The Phase I ESA typically requires three to four weeks to prepare, and it can take longer if issues are discovered or files need to be retrieved. Starting immediately gives the consultant sufficient time to complete the assessment during the due diligence period, as well as to help the buyer negotiate time extensions if recognized environmental conditions are discovered.

Ultimately, the lender and buyer are interested in confirming whether or not issues exist and the cost estimate to remediate problems that are discovered. The borrower and the lender should work together with the consultant to map out any remediation work needed, determine if all can be performed pre-closing, and if the buyer will inherit any post-closing or long-term monitoring obligations of the seller. If so, the costs for those obligations may require negotiating between the seller and buyer. The seller may be able to complete remediation post-closing, utilizing an access and escrow agreement. The discovery of a problem need not kill a deal if addressed in a timely way.

Avoiding Excessive Costs and Other Post-Closing Issues 

When contamination is encountered, remediation is essential to the successful completion of the property transaction. To avoid surprises down the road, it is important to establish whether the cost estimate for any required remediation is based on the collection and analysis of sufficient soil and groundwater samples or a broad estimate without the benefit of site data. In addition, determine if the estimate for remediation does or does not include:

  • Post-case closure monitoring obligations and maintenance required by the agency. Costs related to restoring concrete, landscaping and other cosmetics damaged by the remediation.
  • Any litigation costs expected to be incurred by the responsible party relating to neighbors that are adversely impacted or with other neighbors that are partially responsible for the same contamination.

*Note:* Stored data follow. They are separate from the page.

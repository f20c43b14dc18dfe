//! # Page Links
//!
//! Serializable descriptions of "which page, what sort, what search, what time
//! window" for a fetch request, plus the page of results that comes back.
//!
//! ```text
//! EntitiesTable ──► EntityPageLink ──► to_query() ──► REST collaborator
//!                        │                                   │
//!                  (Page | Time)                        PageData<T>
//! ```
//!
//! Query key names (`page`, `pageSize`, `sortProperty`, `sortOrder`,
//! `textSearch`, `startTime`, `endTime`) are shared with the broker's REST
//! API and must not change.

pub mod timewindow;

use serde::{Deserialize, Serialize};
use std::cmp::Ordering;
use std::fmt;
use std::ops::{Deref, DerefMut};
use std::str::FromStr;

pub use timewindow::{
    calculate_interval_start_end_time, history_interval, time_page_link_interval,
    FixedTimewindow, HistoryWindow, HistoryWindowType, QuickTimeInterval, TimeInterval,
    Timewindow, DAY, HOUR, MINUTE, SECOND,
};

/// Page size that tells the fetch function to return every matching row at once.
pub const MAX_SAFE_PAGE_SIZE: u32 = 2_147_483_647;

/// Sort direction as it appears on the wire.
#[derive(Debug, Clone, Copy, PartialEq, Eq, Hash, Serialize, Deserialize)]
#[serde(rename_all = "UPPERCASE")]
pub enum Direction {
    Asc,
    Desc,
}

impl Direction {
    pub fn as_str(&self) -> &'static str {
        match self {
            Direction::Asc => "ASC",
            Direction::Desc => "DESC",
        }
    }
}

impl fmt::Display for Direction {
    fn fmt(&self, f: &mut fmt::Formatter<'_>) -> fmt::Result {
        f.write_str(self.as_str())
    }
}

impl FromStr for Direction {
    type Err = PageLinkError;

    fn from_str(s: &str) -> Result<Self, Self::Err> {
        match s.to_ascii_uppercase().as_str() {
            "ASC" => Ok(Direction::Asc),
            "DESC" => Ok(Direction::Desc),
            other => Err(PageLinkError::InvalidValue {
                key: "sortOrder",
                value: other.to_string(),
            }),
        }
    }
}

#[derive(Debug, Clone, PartialEq, Eq, Hash, Serialize, Deserialize)]
pub struct SortOrder {
    pub property: String,
    pub direction: Direction,
}

impl SortOrder {
    pub fn new(property: impl Into<String>, direction: Direction) -> Self {
        Self {
            property: property.into(),
            direction,
        }
    }
}

/// Errors produced while parsing a page link query string.
#[derive(Debug, Clone, PartialEq, Eq, thiserror::Error)]
pub enum PageLinkError {
    #[error("Missing query parameter: {0}")]
    MissingKey(&'static str),

    #[error("Invalid value for {key}: {value}")]
    InvalidValue { key: &'static str, value: String },
}

/// Page index, page size, free-text search and sort order of one fetch.
///
/// Two links with equal fields serialize to equal query strings, so a link can
/// be used directly as a dedup key.
#[derive(Debug, Clone, PartialEq, Eq, Hash, Serialize, Deserialize)]
#[serde(rename_all = "camelCase")]
pub struct PageLink {
    pub page_size: u32,
    pub page: u32,
    pub text_search: Option<String>,
    pub sort_order: Option<SortOrder>,
}

impl Default for PageLink {
    fn default() -> Self {
        Self::new(10, 0, None, None)
    }
}

impl PageLink {
    pub fn new(
        page_size: u32,
        page: u32,
        text_search: Option<String>,
        sort_order: Option<SortOrder>,
    ) -> Self {
        Self {
            page_size: page_size.max(1),
            page,
            text_search,
            sort_order,
        }
    }

    /// True when the link requests everything in a single page.
    pub fn is_unpaginated(&self) -> bool {
        self.page_size == MAX_SAFE_PAGE_SIZE
    }

    pub fn next_page_link(&self) -> PageLink {
        PageLink {
            page: self.page.saturating_add(1),
            ..self.clone()
        }
    }

    /// Canonical query string, always starting with `?`.
    pub fn to_query(&self) -> String {
        let mut query = format!("?pageSize={}&page={}", self.page_size, self.page);
        if let Some(text) = self.text_search.as_deref().filter(|t| !t.is_empty()) {
            query.push_str("&textSearch=");
            query.push_str(&urlencoding::encode(text));
        }
        if let Some(sort) = &self.sort_order {
            query.push_str("&sortProperty=");
            query.push_str(&urlencoding::encode(&sort.property));
            query.push_str("&sortOrder=");
            query.push_str(sort.direction.as_str());
        }
        query
    }

    /// Parses a query produced by [`PageLink::to_query`]. Unknown keys are ignored.
    pub fn from_query(query: &str) -> Result<PageLink, PageLinkError> {
        let params = QueryParams::parse(query)?;
        let page_size = params.required_number("pageSize")?;
        let page = params.required_number("page")?;
        let text_search = params.get("textSearch").filter(|t| !t.is_empty());
        let sort_order = match (params.get("sortProperty"), params.get("sortOrder")) {
            (Some(property), Some(direction)) => {
                Some(SortOrder::new(property, direction.parse::<Direction>()?))
            }
            (None, None) => None,
            (Some(_), None) => return Err(PageLinkError::MissingKey("sortOrder")),
            (None, Some(_)) => return Err(PageLinkError::MissingKey("sortProperty")),
        };
        Ok(PageLink::new(page_size, page, text_search, sort_order))
    }

    /// Pages an in-memory collection the way the broker's page services do.
    ///
    /// Items are kept when their search text contains `text_search`
    /// (case-insensitive), ordered with `compare` on the sort property, then
    /// sliced to the requested page.
    pub fn page_data<T, S, C>(&self, items: Vec<T>, search_text: S, compare: C) -> PageData<T>
    where
        S: Fn(&T) -> String,
        C: Fn(&T, &T, &str) -> Ordering,
    {
        let needle = self
            .text_search
            .as_deref()
            .map(|t| t.trim().to_lowercase())
            .filter(|t| !t.is_empty());

        let mut filtered: Vec<T> = match needle {
            Some(needle) => items
                .into_iter()
                .filter(|item| search_text(item).to_lowercase().contains(&needle))
                .collect(),
            None => items,
        };

        if let Some(sort) = &self.sort_order {
            filtered.sort_by(|a, b| {
                let ordering = compare(a, b, &sort.property);
                match sort.direction {
                    Direction::Asc => ordering,
                    Direction::Desc => ordering.reverse(),
                }
            });
        }

        let total_elements = filtered.len() as u64;
        let page_size = u64::from(self.page_size.max(1));
        let start = u64::from(self.page).saturating_mul(page_size);
        let total_pages = total_elements.div_ceil(page_size);
        let has_next = total_elements > start.saturating_add(page_size);

        let data = filtered
            .into_iter()
            .skip(usize::try_from(start).unwrap_or(usize::MAX))
            .take(usize::try_from(page_size).unwrap_or(usize::MAX))
            .collect();

        PageData {
            data,
            total_pages,
            total_elements,
            has_next,
        }
    }
}

/// [`PageLink`] bounded by an optional `[start_time, end_time]` window in epoch ms.
#[derive(Debug, Clone, PartialEq, Eq, Hash, Serialize, Deserialize)]
#[serde(rename_all = "camelCase")]
pub struct TimePageLink {
    #[serde(flatten)]
    pub page_link: PageLink,
    pub start_time: Option<i64>,
    pub end_time: Option<i64>,
}

impl TimePageLink {
    pub fn new(
        page_size: u32,
        page: u32,
        text_search: Option<String>,
        sort_order: Option<SortOrder>,
        start_time: Option<i64>,
        end_time: Option<i64>,
    ) -> Self {
        Self {
            page_link: PageLink::new(page_size, page, text_search, sort_order),
            start_time,
            end_time,
        }
    }

    pub fn next_page_link(&self) -> TimePageLink {
        TimePageLink {
            page_link: self.page_link.next_page_link(),
            ..self.clone()
        }
    }

    pub fn to_query(&self) -> String {
        let mut query = self.page_link.to_query();
        if let Some(start) = self.start_time {
            query.push_str(&format!("&startTime={start}"));
        }
        if let Some(end) = self.end_time {
            query.push_str(&format!("&endTime={end}"));
        }
        query
    }

    pub fn from_query(query: &str) -> Result<TimePageLink, PageLinkError> {
        let page_link = PageLink::from_query(query)?;
        let params = QueryParams::parse(query)?;
        Ok(TimePageLink {
            page_link,
            start_time: params.optional_number("startTime")?,
            end_time: params.optional_number("endTime")?,
        })
    }
}

impl Deref for TimePageLink {
    type Target = PageLink;

    fn deref(&self) -> &Self::Target {
        &self.page_link
    }
}

impl DerefMut for TimePageLink {
    fn deref_mut(&mut self) -> &mut Self::Target {
        &mut self.page_link
    }
}

/// The link a table hands to its data source: plain or time-scoped.
#[derive(Debug, Clone, PartialEq, Eq, Hash, Serialize, Deserialize)]
#[serde(tag = "kind", rename_all = "camelCase")]
pub enum EntityPageLink {
    Time(TimePageLink),
    Page(PageLink),
}

impl EntityPageLink {
    pub fn to_query(&self) -> String {
        match self {
            EntityPageLink::Page(link) => link.to_query(),
            EntityPageLink::Time(link) => link.to_query(),
        }
    }

    pub fn next_page_link(&self) -> EntityPageLink {
        match self {
            EntityPageLink::Page(link) => EntityPageLink::Page(link.next_page_link()),
            EntityPageLink::Time(link) => EntityPageLink::Time(link.next_page_link()),
        }
    }

    pub fn as_time(&self) -> Option<&TimePageLink> {
        match self {
            EntityPageLink::Time(link) => Some(link),
            EntityPageLink::Page(_) => None,
        }
    }

    /// Applies a time interval; a no-op for plain links.
    pub fn set_interval(&mut self, interval: TimeInterval) {
        if let EntityPageLink::Time(link) = self {
            link.start_time = interval.start_time;
            link.end_time = interval.end_time;
        }
    }
}

impl Deref for EntityPageLink {
    type Target = PageLink;

    fn deref(&self) -> &Self::Target {
        match self {
            EntityPageLink::Page(link) => link,
            EntityPageLink::Time(link) => &link.page_link,
        }
    }
}

impl DerefMut for EntityPageLink {
    fn deref_mut(&mut self) -> &mut Self::Target {
        match self {
            EntityPageLink::Page(link) => link,
            EntityPageLink::Time(link) => &mut link.page_link,
        }
    }
}

impl From<PageLink> for EntityPageLink {
    fn from(link: PageLink) -> Self {
        EntityPageLink::Page(link)
    }
}

impl From<TimePageLink> for EntityPageLink {
    fn from(link: TimePageLink) -> Self {
        EntityPageLink::Time(link)
    }
}

/// One page of results as returned by a fetch.
#[derive(Debug, Clone, PartialEq, Eq, Serialize, Deserialize)]
#[serde(rename_all = "camelCase")]
pub struct PageData<T> {
    pub data: Vec<T>,
    pub total_pages: u64,
    pub total_elements: u64,
    pub has_next: bool,
}

impl<T> PageData<T> {
    pub fn empty() -> Self {
        Self {
            data: Vec::new(),
            total_pages: 0,
            total_elements: 0,
            has_next: false,
        }
    }
}

impl<T> Default for PageData<T> {
    fn default() -> Self {
        Self::empty()
    }
}

struct QueryParams(Vec<(String, String)>);

impl QueryParams {
    fn parse(query: &str) -> Result<Self, PageLinkError> {
        let query = query.strip_prefix('?').unwrap_or(query);
        let mut params = Vec::new();
        for pair in query.split('&').filter(|p| !p.is_empty()) {
            let (key, value) = pair.split_once('=').unwrap_or((pair, ""));
            let value = urlencoding::decode(value).map_err(|_| PageLinkError::InvalidValue {
                key: "query",
                value: value.to_string(),
            })?;
            params.push((key.to_string(), value.into_owned()));
        }
        Ok(Self(params))
    }

    fn get(&self, key: &str) -> Option<String> {
        self.0
            .iter()
            .find(|(k, _)| k == key)
            .map(|(_, v)| v.clone())
    }

    fn required_number<N: FromStr>(&self, key: &'static str) -> Result<N, PageLinkError> {
        let raw = self.get(key).ok_or(PageLinkError::MissingKey(key))?;
        raw.parse()
            .map_err(|_| PageLinkError::InvalidValue { key, value: raw })
    }

    fn optional_number<N: FromStr>(&self, key: &'static str) -> Result<Option<N>, PageLinkError> {
        match self.get(key) {
            Some(_) => self.required_number(key).map(Some),
            None => Ok(None),
        }
    }
}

Lenders should also make sure their clients verify if the contamination is “localized” and can be managed during a finite period or commingled with a neighbor’s problem. This may extend the life of the cleanup, increase the cost or both. If the seller’s remediation involves contamination migrating off site and under neighboring facilities, make sure it is clear whether the buyer may be exposed to potential litigation or be required to collect samples at the neighbor’s property.

Future Development Plans May Raise Additional Concerns

If the buyer’s future plans for the property involve demolition, they may need to request that the Phase I ESA include an evaluation for asbestos-containing materials or other considerations that are beyond the scope of the Phase I Environmental Site Assessment. Other key considerations to address up front include:

  • Whether or not the buyer’s plans involve construction of a new building over a portion of the property that is still the subject of ongoing soil/groundwater investigations.
  • If the buyer’s future use and occupancy can withstand a seller’s post-closing visits to the property to perform monitoring, investigations and possible remediation.
  • Will future development at the property be restricted in the event engineering controls must be employed to cap contamination.

It is important to keep in mind that purchasers of commercial property can establish protections under the law only if they hire a qualified environmental consultant to perform a Phase I ESA that complies with the ASTM standard as well as the “innocent purchaser” requirements of the state or jurisdiction involved. At AESI, we have seen many instances where buyers have been held responsible for excessive remediation costs that were discoverable pre-purchase and provable with a simple review of public information. A lender can help ensure their client is armed with critical information and appropriate cost estimates for remediation, which can be negotiated to the satisfaction of all parties without jeopardizing the deal.